━━━━━ Exercise data ━━━━━
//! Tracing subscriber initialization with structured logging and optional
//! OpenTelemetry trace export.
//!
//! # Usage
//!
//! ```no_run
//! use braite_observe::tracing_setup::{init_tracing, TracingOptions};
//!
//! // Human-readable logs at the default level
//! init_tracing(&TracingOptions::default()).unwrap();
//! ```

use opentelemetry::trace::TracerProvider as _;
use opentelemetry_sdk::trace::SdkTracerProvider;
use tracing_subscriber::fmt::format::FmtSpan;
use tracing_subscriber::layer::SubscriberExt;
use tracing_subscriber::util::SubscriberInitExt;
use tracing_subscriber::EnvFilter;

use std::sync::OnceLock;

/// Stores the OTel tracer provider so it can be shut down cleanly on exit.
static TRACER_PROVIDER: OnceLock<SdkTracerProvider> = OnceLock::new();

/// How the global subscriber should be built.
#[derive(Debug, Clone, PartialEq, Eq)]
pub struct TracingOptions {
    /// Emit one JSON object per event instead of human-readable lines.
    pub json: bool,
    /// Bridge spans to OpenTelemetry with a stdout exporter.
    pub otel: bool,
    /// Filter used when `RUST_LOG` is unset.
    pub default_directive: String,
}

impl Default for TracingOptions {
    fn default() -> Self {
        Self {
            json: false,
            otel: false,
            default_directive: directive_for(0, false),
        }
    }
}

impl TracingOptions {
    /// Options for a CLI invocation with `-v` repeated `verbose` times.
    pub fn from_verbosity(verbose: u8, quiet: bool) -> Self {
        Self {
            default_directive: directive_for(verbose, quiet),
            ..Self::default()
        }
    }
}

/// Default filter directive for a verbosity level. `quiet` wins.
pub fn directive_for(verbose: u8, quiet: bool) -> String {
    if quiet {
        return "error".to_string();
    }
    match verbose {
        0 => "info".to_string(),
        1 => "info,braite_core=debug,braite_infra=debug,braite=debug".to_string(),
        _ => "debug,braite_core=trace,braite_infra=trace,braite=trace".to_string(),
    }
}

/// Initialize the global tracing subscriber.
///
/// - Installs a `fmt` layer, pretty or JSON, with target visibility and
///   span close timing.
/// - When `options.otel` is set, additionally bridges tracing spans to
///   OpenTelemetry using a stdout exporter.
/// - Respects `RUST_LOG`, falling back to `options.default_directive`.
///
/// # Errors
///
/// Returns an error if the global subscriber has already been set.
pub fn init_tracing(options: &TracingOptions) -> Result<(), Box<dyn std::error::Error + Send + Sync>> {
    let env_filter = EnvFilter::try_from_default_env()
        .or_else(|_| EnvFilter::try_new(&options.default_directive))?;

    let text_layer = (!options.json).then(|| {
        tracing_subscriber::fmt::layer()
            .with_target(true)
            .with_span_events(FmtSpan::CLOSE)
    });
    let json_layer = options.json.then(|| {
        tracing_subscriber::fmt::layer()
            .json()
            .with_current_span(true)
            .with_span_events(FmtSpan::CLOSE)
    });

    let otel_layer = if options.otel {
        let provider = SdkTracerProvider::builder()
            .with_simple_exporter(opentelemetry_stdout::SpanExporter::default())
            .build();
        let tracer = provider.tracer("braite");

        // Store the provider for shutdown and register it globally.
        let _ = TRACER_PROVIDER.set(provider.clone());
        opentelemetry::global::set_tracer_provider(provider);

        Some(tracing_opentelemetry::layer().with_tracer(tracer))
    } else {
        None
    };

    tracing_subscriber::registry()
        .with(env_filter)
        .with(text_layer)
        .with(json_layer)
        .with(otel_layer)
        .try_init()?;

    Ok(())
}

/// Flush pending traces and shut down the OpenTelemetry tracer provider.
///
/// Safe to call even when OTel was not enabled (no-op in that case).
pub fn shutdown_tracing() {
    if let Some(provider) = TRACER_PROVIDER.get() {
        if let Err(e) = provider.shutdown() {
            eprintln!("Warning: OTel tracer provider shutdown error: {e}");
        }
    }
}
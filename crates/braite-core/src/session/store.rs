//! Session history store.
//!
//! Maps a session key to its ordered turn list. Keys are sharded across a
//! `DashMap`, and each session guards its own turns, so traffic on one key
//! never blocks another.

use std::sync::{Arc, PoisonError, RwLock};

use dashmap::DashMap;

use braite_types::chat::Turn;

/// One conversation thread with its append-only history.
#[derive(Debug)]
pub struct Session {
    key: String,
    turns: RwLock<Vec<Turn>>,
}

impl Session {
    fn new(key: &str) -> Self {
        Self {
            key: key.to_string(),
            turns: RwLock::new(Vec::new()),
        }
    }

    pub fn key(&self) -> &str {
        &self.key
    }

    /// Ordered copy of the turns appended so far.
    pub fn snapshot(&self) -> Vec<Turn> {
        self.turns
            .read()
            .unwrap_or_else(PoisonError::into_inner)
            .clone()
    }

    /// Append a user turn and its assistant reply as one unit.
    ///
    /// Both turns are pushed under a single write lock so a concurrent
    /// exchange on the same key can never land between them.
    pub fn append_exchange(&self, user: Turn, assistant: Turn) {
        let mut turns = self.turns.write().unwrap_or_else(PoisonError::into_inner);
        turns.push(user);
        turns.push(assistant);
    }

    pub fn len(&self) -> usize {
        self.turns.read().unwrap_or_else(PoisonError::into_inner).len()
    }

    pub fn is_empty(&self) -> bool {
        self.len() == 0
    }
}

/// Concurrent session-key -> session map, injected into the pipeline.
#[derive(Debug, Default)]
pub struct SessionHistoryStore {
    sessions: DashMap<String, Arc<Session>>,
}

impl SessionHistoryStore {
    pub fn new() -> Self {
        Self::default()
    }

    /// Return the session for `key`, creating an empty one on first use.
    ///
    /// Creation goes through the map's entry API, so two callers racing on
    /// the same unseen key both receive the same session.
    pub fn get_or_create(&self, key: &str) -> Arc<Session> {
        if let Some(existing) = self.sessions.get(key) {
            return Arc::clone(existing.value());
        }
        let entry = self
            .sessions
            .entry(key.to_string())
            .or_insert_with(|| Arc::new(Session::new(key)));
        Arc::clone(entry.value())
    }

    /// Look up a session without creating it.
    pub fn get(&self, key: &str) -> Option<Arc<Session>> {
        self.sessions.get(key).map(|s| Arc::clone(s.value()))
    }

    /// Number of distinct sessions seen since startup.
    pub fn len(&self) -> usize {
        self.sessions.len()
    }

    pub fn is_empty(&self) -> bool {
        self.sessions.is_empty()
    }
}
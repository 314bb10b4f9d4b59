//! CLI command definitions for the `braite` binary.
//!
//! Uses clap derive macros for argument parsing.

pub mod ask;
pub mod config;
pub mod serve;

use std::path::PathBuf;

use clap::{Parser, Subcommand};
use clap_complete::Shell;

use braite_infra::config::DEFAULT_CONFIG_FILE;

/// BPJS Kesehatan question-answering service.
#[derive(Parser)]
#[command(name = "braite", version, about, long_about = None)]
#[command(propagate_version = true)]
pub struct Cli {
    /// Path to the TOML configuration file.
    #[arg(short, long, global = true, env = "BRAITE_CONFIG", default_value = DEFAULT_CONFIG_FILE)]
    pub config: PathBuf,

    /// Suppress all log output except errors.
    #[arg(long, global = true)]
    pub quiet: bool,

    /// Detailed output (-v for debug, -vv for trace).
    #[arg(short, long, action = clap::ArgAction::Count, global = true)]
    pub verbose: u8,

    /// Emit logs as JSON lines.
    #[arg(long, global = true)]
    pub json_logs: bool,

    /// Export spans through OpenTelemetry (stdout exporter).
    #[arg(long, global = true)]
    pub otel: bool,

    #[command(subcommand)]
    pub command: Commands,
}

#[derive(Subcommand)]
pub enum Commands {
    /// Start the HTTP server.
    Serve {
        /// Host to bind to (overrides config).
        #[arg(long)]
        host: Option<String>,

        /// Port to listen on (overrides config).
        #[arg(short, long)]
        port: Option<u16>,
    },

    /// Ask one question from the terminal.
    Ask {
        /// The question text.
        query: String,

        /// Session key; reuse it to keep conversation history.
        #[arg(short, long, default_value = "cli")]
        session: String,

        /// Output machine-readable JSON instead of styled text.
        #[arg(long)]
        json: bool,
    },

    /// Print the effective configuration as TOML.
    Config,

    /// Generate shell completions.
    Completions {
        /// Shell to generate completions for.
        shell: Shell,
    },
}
━━━━━
→ **Action item**:
Filter the entries by the string "DashMap" and copy each matching line.

→ **Answer to this task**:
//! `DashMap`, and each session guards its own turns, so traffic on one key
use dashmap::DashMap;
    sessions: DashMap<String, Arc<Session>>,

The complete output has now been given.